Stillaguamish Tribe disputes liability claim for deadly mudslide in 2014


An aerial view of some of the damage caused by the Oso mudslide in Washington state in March 2014. Photo by U.S. Navy

The Stillaguamish Tribe is disputing claims that it can be held liable for the deadly Oso mudslide in Washington state.

A lawsuit filed in federal court says state officials have tried to link the tribe to the March 2014 disaster that claimed 43 lives, injured dozens of others and caused extensive damage. At issue is work that the tribe performed along the Stillaguamish River.
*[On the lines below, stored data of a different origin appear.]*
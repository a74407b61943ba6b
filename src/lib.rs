//! Local TCP port forwarding over an external `ssh` client.
//!
//! ```no_run
//! # async fn demo() -> Result<(), sshfwd::ForwardError> {
//! let mut tunnel = sshfwd::forward_remote("alice@db.example:5432", |config| {
//!     config.timeout = std::time::Duration::from_secs(30);
//! })
//! .await?;
//! println!("connect to {}", tunnel.local_addr());
//! tunnel.release().await;
//! # Ok(())
//! # }
//! ```

pub mod config;
pub mod error;
pub mod handle;
pub mod port;
pub mod ssh;

pub use config::ForwardConfig;
pub use error::{ConfigError, ForwardError};
pub use handle::ForwardHandle;
pub use port::allocate_free_local_port;
pub use ssh::{Forwarder, forward, forward_remote, ssh_args};
//! Graph module for walking dependency relationships.
//!
//! This module renders the transitive dependency tree of every package in
//! an [`AdjacencyMap`](crate::parser::AdjacencyMap), rejecting cycles and
//! references to undefined packages.
//!
//! # Example
//!
//! ```rust
//! use deptree::format::tab_format;
//! use deptree::graph::{format_dependency_graph, TraversalError};
//! use deptree::parser::parse_str;
//!
//! let graph = parse_str(r#"{"a": ["b"], "b": ["a"]}"#).unwrap();
//! let err = format_dependency_graph(&graph, tab_format).unwrap_err();
//! assert!(matches!(err, TraversalError::Cycle { .. }));
//! ```

mod traversal;

pub use traversal::{format_dependency_graph, format_from, TraversalError, TraversalResult};
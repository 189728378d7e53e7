//! deptree - prints the transitive dependency tree of every package in a
//! JSON dependency specification.
//!
//! The crate parses a map of package names to dependency lists, walks each
//! package's dependencies depth-first, and renders every visited package
//! with a pluggable line renderer. Dependency cycles and references to
//! undefined packages are reported as errors.

pub mod error;
pub mod format;
pub mod graph;
pub mod logger;
pub mod parser;
pub mod resolver;

pub use error::{ErrorKind, ResolveError};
According to the lawsuit, the state argues that the tribe waived its sovereign immunity when it accepted $479,000 for a salmon recovery project. But the tribe says it never authorized anyone to sign a contract that contained a waiver of sovereign immunity

“The tribe’s official records demonstrate that the tribe’s board of directors passed no resolution delegating authority to anyone to sign the agreement on the tribe’s behalf,” the June 27 complaint reads. “Further, there is no evidence the board passed a resolution approving the tribe's entry into the agreement. There is also no evidence the board passed a resolution approving or agreeing to the agreement's purported limited waiver of the tribe's inherent sovereign immunity."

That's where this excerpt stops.